听得此言,赵永陵不可置信的抬起头,瞳孔骤然紧缩。
裴云西门傲几位将军均是大惊,一时愣住。
赵劲远深深锁眉,徐徐道,“晋阳城这几日虽勇,却也因此被华军磨耗了军力,这十三万大军若然攻城,只怕那些天险亦是螳臂当车,他们放弃东渠转袭晋阳,恐是收到南阳军不在樊县的消息……”
他用余光瞥了一眼自己的两位形同木讷的儿子,继续道:“敌众我寡,不宜正面对战,眼下我军若是赶去救援,便等同中了敌军奸计,唯有待敌军破了晋阳,削弱战力,我四路军马扼守江水上游,调遣江淮一军里应外合,方可——”

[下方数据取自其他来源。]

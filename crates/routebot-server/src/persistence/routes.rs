//! Route persistence operations.

use anyhow::Result;
use routebot_core::{GeoPoint, RouteRecord};
use sqlx::SqlitePool;

/// Insert or replace a route. New routes are appended after the existing
/// ones; replacing a route keeps its position.
pub async fn upsert_route(pool: &SqlitePool, route: &RouteRecord) -> Result<()> {
    let points_json = serde_json::to_string(&route.points)?;

    sqlx::query(
        r#"
        INSERT INTO routes (id, name, color, description, points, position, updated_at)
        VALUES (?1, ?2, ?3, ?4, ?5, (SELECT COALESCE(MAX(position), -1) + 1 FROM routes), CURRENT_TIMESTAMP)
        ON CONFLICT(id) DO UPDATE SET
            name = ?2, color = ?3, description = ?4, points = ?5,
            updated_at = CURRENT_TIMESTAMP
        "#,
    )
    .bind(&route.id)
    .bind(&route.name)
    .bind(&route.color)
    .bind(&route.description)
    .bind(&points_json)
    .execute(pool)
    .await?;

    Ok(())
}

/// Replace the whole stored list, preserving the given order.
pub async fn save_routes(pool: &SqlitePool, routes: &[RouteRecord]) -> Result<()> {
    let mut tx = pool.begin().await?;
    sqlx::query("DELETE FROM routes").execute(&mut *tx).await?;

    for (position, route) in routes.iter().enumerate() {
        let points_json = serde_json::to_string(&route.points)?;
        sqlx::query(
            r#"
            INSERT INTO routes (id, name, color, description, points, position, updated_at)
            VALUES (?1, ?2, ?3, ?4, ?5, ?6, CURRENT_TIMESTAMP)
            "#,
        )
        .bind(&route.id)
        .bind(&route.name)
        .bind(&route.color)
        .bind(&route.description)
        .bind(&points_json)
        .bind(position as i64)
        .execute(&mut *tx)
        .await?;
    }

    tx.commit().await?;
    Ok(())
}

/// Load all routes in stored order.
pub async fn load_all_routes(pool: &SqlitePool) -> Result<Vec<RouteRecord>> {
    let rows = sqlx::query_as::<_, RouteRow>(
        "SELECT id, name, color, description, points FROM routes ORDER BY position, rowid",
    )
    .fetch_all(pool)
    .await?;

    rows.into_iter().map(|r| r.try_into()).collect()
}

/// Delete a route by ID.
pub async fn delete_route(pool: &SqlitePool, id: &str) -> Result<bool> {
    let result = sqlx::query("DELETE FROM routes WHERE id = ?1")
        .bind(id)
        .execute(pool)
        .await?;

    Ok(result.rows_affected() > 0)
}

// Internal row type for SQLx
#[derive(sqlx::FromRow)]
struct RouteRow {
    id: String,
    name: String,
    color: String,
    description: Option<String>,
    points: String,
}

impl TryFrom<RouteRow> for RouteRecord {
    type Error = anyhow::Error;

    fn try_from(row: RouteRow) -> Result<Self> {
        let points: Vec<GeoPoint> = serde_json::from_str(&row.points)?;
        Ok(RouteRecord {
            id: row.id,
            name: row.name,
            color: row.color,
            description: row.description,
            points,
        })
    }
}
//! Server configuration from environment.

use routebot_core::{PlannerConfig, DEFAULT_FOLLOWER_SPEED_MPS};
use std::env;
use std::str::FromStr;

#[derive(Debug, Clone)]
pub struct Config {
    pub server_port: u16,
    pub database_path: String,
    pub database_max_connections: u32,
    /// JSON file with the configuration routes (bare array or `{ "routes": [...] }`).
    pub routes_config_path: Option<String>,
    pub terrain_provider_url: String,
    pub terrain_request_timeout_s: u64,
    pub terrain_max_points_per_request: usize,
    pub terrain_cache_ttl_s: u64,
    pub terrain_cache_max_entries: usize,
    pub follower_speed_mps: f64,
    pub follower_tick_ms: u64,
    pub nearest_neighbors: usize,
    pub terrain_samples: usize,
}

impl Config {
    pub fn from_env() -> Self {
        let planner = PlannerConfig::default();
        Self {
            server_port: parse_var("ROUTEBOT_PORT").unwrap_or(3000),
            database_path: env::var("ROUTEBOT_DB_PATH")
                .unwrap_or_else(|_| "data/routebot.db".to_string()),
            database_max_connections: parse_var("ROUTEBOT_DB_MAX_CONNECTIONS").unwrap_or(5),
            routes_config_path: env::var("ROUTEBOT_ROUTES_CONFIG")
                .ok()
                .filter(|path| !path.trim().is_empty()),
            terrain_provider_url: env::var("ROUTEBOT_TERRAIN_URL")
                .unwrap_or_else(|_| "https://api.open-meteo.com/v1/elevation".to_string()),
            terrain_request_timeout_s: parse_var("ROUTEBOT_TERRAIN_TIMEOUT_S").unwrap_or(5),
            terrain_max_points_per_request: parse_var("ROUTEBOT_TERRAIN_MAX_POINTS")
                .unwrap_or(100),
            terrain_cache_ttl_s: parse_var("ROUTEBOT_TERRAIN_CACHE_TTL_S").unwrap_or(3600),
            terrain_cache_max_entries: parse_var("ROUTEBOT_TERRAIN_CACHE_MAX_ENTRIES")
                .unwrap_or(50_000),
            follower_speed_mps: parse_var("ROUTEBOT_FOLLOWER_SPEED_MPS")
                .filter(|speed: &f64| speed.is_finite() && *speed > 0.0)
                .unwrap_or(DEFAULT_FOLLOWER_SPEED_MPS),
            follower_tick_ms: parse_var("ROUTEBOT_FOLLOWER_TICK_MS").unwrap_or(50),
            nearest_neighbors: parse_var("ROUTEBOT_NEAREST_NEIGHBORS")
                .unwrap_or(planner.nearest_neighbors),
            terrain_samples: parse_var("ROUTEBOT_TERRAIN_SAMPLES")
                .unwrap_or(planner.terrain_samples),
        }
    }

    pub fn planner_config(&self) -> PlannerConfig {
        PlannerConfig {
            nearest_neighbors: self.nearest_neighbors,
            terrain_samples: self.terrain_samples,
        }
    }
}

fn parse_var<T: FromStr>(name: &str) -> Option<T> {
    env::var(name).ok().and_then(|s| s.trim().parse().ok())
}
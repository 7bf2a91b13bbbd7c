//! Ground heights from the Open-Meteo elevation API.

use crate::cache::{prune_cache, CacheEntry};
use crate::config::Config;
use dashmap::DashMap;
use reqwest::Client;
use routebot_core::{Coordinate, HeightError, HeightProvider};
use serde::Deserialize;
use std::time::{Duration, Instant};

/// Cache key resolution: 1e-5 degrees, about a metre.
const KEY_SCALE: f64 = 1e5;

#[derive(Debug, Clone, Copy)]
struct HeightCacheEntry {
    fetched_at: Instant,
    height_m: f64,
}

impl CacheEntry for HeightCacheEntry {
    fn fetched_at(&self) -> Instant {
        self.fetched_at
    }
}

type PointKey = (i64, i64);

#[derive(Debug, Deserialize)]
struct OpenMeteoElevationResponse {
    elevation: Option<Vec<f64>>,
}

/// Batched height lookups with a per-point cache.
#[derive(Debug)]
pub struct OpenMeteoHeights {
    client: Client,
    base_url: String,
    timeout: Duration,
    max_points_per_request: usize,
    cache_ttl: Duration,
    cache_max_entries: usize,
    cache: DashMap<PointKey, HeightCacheEntry>,
}

impl OpenMeteoHeights {
    pub fn new(client: Client, config: &Config) -> Self {
        Self {
            client,
            base_url: config.terrain_provider_url.trim().to_string(),
            timeout: Duration::from_secs(config.terrain_request_timeout_s.max(1)),
            max_points_per_request: config.terrain_max_points_per_request.max(1),
            cache_ttl: Duration::from_secs(config.terrain_cache_ttl_s.max(30)),
            cache_max_entries: config.terrain_cache_max_entries.max(1),
            cache: DashMap::new(),
        }
    }

    pub fn cached_points(&self) -> usize {
        self.cache.len()
    }

    fn cached_height(&self, key: &PointKey) -> Option<f64> {
        let entry = self.cache.get(key)?;
        if entry.fetched_at.elapsed() > self.cache_ttl {
            return None;
        }
        Some(entry.height_m)
    }

    fn remember(&self, key: PointKey, height_m: f64) {
        self.cache.insert(
            key,
            HeightCacheEntry {
                fetched_at: Instant::now(),
                height_m,
            },
        );
    }

    async fn fetch_chunk(&self, chunk: &[Coordinate]) -> Result<Vec<f64>, HeightError> {
        let latitudes: Vec<f64> = chunk.iter().map(|c| c.lat).collect();
        let longitudes: Vec<f64> = chunk.iter().map(|c| c.lon).collect();
        let url = build_provider_url(
            &self.base_url,
            &join_params(&latitudes),
            &join_params(&longitudes),
        );

        let response = self
            .client
            .get(url)
            .timeout(self.timeout)
            .send()
            .await
            .map_err(|err| HeightError::Request(err.to_string()))?;

        if !response.status().is_success() {
            return Err(HeightError::Request(format!(
                "terrain provider HTTP {}",
                response.status()
            )));
        }

        let payload: OpenMeteoElevationResponse = response
            .json()
            .await
            .map_err(|err| HeightError::Request(err.to_string()))?;
        let heights = payload
            .elevation
            .ok_or_else(|| HeightError::Request("terrain provider missing elevation".to_string()))?;

        if heights.len() != chunk.len() {
            return Err(HeightError::SampleCount {
                expected: chunk.len(),
                got: heights.len(),
            });
        }
        Ok(heights)
    }
}

impl HeightProvider for OpenMeteoHeights {
    async fn query_heights(&self, points: &[Coordinate]) -> Result<Vec<f64>, HeightError> {
        if self.base_url.is_empty() {
            return Err(HeightError::NotConfigured);
        }

        let keys: Vec<PointKey> = points.iter().map(point_key).collect();
        let mut heights: Vec<Option<f64>> = keys.iter().map(|k| self.cached_height(k)).collect();

        let missing: Vec<usize> = (0..points.len()).filter(|&i| heights[i].is_none()).collect();
        if !missing.is_empty() {
            tracing::debug!(
                "Fetching {} of {} terrain heights ({} cached)",
                missing.len(),
                points.len(),
                points.len() - missing.len()
            );
        }

        for indices in missing.chunks(self.max_points_per_request) {
            let chunk: Vec<Coordinate> = indices.iter().map(|&i| points[i]).collect();
            let fetched = self.fetch_chunk(&chunk).await?;
            for (&idx, height) in indices.iter().zip(fetched) {
                // non-finite values are passed through and never cached
                if height.is_finite() {
                    self.remember(keys[idx], height);
                }
                heights[idx] = Some(height);
            }
        }

        if !missing.is_empty() && self.cache.len() > self.cache_max_entries {
            let removed = prune_cache(&self.cache, self.cache_max_entries, self.cache_ttl);
            tracing::debug!("Pruned {} terrain cache entries", removed);
        }

        Ok(heights.into_iter().map(|h| h.unwrap_or(f64::NAN)).collect())
    }
}

fn point_key(coordinate: &Coordinate) -> PointKey {
    (
        (coordinate.lat * KEY_SCALE).round() as i64,
        (coordinate.lon * KEY_SCALE).round() as i64,
    )
}

fn join_params(values: &[f64]) -> String {
    let mut buf = String::new();
    for (idx, value) in values.iter().enumerate() {
        if idx > 0 {
            buf.push(',');
        }
        buf.push_str(&format!("{:.6}", value));
    }
    buf
}

fn build_provider_url(base: &str, latitudes: &str, longitudes: &str) -> String {
    let separator = if base.contains('?') { "&" } else { "?" };
    format!(
        "{}{}latitude={}&longitude={}",
        base, separator, latitudes, longitudes
    )
}
//! Path planning endpoint.

use axum::{extract::State, http::StatusCode, Json};
use routebot_core::{FollowerSnapshot, GeoPoint, PathResult};
use serde::{Deserialize, Serialize};
use serde_json::{json, Value};
use std::sync::Arc;

use crate::state::AppState;

#[derive(Debug, Deserialize)]
pub struct PlanRequest {
    pub start: GeoPoint,
    pub end: GeoPoint,
    /// Start animating the marker along the result.
    #[serde(default = "default_follow")]
    pub follow: bool,
}

fn default_follow() -> bool {
    true
}

#[derive(Debug, Serialize)]
pub struct PlanResponse {
    #[serde(flatten)]
    pub path: PathResult,
    pub node_ids: Vec<String>,
    pub follower: FollowerSnapshot,
}

pub async fn plan_route(
    State(state): State<Arc<AppState>>,
    Json(req): Json<PlanRequest>,
) -> Result<Json<PlanResponse>, (StatusCode, Json<Value>)> {
    match state.plan(&req.start, &req.end, req.follow).await {
        Ok(planned) => Ok(Json(PlanResponse {
            path: planned.path,
            node_ids: planned.node_ids,
            follower: state.follower_snapshot(),
        })),
        Err(err) => {
            tracing::warn!("Plan request failed: {}", err);
            Err((
                StatusCode::UNPROCESSABLE_ENTITY,
                Json(json!({ "error": err.to_string() })),
            ))
        }
    }
}
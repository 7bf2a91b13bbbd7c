use dashmap::DashMap;
use std::hash::Hash;
use std::time::{Duration, Instant};

pub trait CacheEntry {
    fn fetched_at(&self) -> Instant;
}

/// Drop entries older than `max_age`, then the oldest ones until at most
/// `max_entries` remain. Returns how many entries were removed.
pub fn prune_cache<K, V>(cache: &DashMap<K, V>, max_entries: usize, max_age: Duration) -> usize
where
    K: Clone + Eq + Hash,
    V: CacheEntry,
{
    let before = cache.len();
    let now = Instant::now();
    cache.retain(|_, entry| now.saturating_duration_since(entry.fetched_at()) <= max_age);

    if cache.len() > max_entries {
        let mut entries: Vec<(K, Instant)> = cache
            .iter()
            .map(|entry| (entry.key().clone(), entry.value().fetched_at()))
            .collect();
        entries.sort_by_key(|(_, fetched_at)| *fetched_at);
        for (key, _) in entries {
            if cache.len() <= max_entries {
                break;
            }
            cache.remove(&key);
        }
    }

    before.saturating_sub(cache.len())
}

#[cfg(test)]
mod tests {
    use super::*;

    struct Stamp(Instant);

    impl CacheEntry for Stamp {
        fn fetched_at(&self) -> Instant {
            self.0
        }
    }

    #[test]
    fn evicts_oldest_over_capacity() {
        let cache = DashMap::new();
        let base = Instant::now();
        for i in 0..5u64 {
            cache.insert(i, Stamp(base + Duration::from_millis(i)));
        }
        let removed = prune_cache(&cache, 3, Duration::from_secs(60));
        assert_eq!(removed, 2);
        assert!(!cache.contains_key(&0));
        assert!(!cache.contains_key(&1));
        assert!(cache.contains_key(&4));
    }

    #[test]
    fn evicts_expired_entries() {
        let cache = DashMap::new();
        cache.insert("stale", Stamp(Instant::now()));
        std::thread::sleep(Duration::from_millis(30));
        cache.insert("fresh", Stamp(Instant::now()));
        prune_cache(&cache, 10, Duration::from_millis(15));
        assert!(cache.contains_key("fresh"));
        assert!(!cache.contains_key("stale"));
    }
}
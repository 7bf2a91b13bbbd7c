//! Background loops for continuous processing.

pub mod follower_loop;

“爹的意思是让晋阳城的失陷作为诱饵,让容太守那些兵做最后的挡箭牌,我们坐收渔翁之利,用那些枉死将士的血立下大功么?”
赵永陵猛然直起身,冷冷打断父亲的话,“这个战法,我不同意!”
“赵永陵!”
赵永祥愤怒钳住弟弟的手,道,“你这是在和元帅说话的态度吗?”
赵永陵情绪失了控,却甩不开大哥的手,勃然道,“什么叫不宜正面对战?大元帅麾下都是可以以一挡十的精锐,何阻他们不得?西门将军,裴将军,为了保存自己的实力就能够牺牲整个晋阳城,这算什么战法?”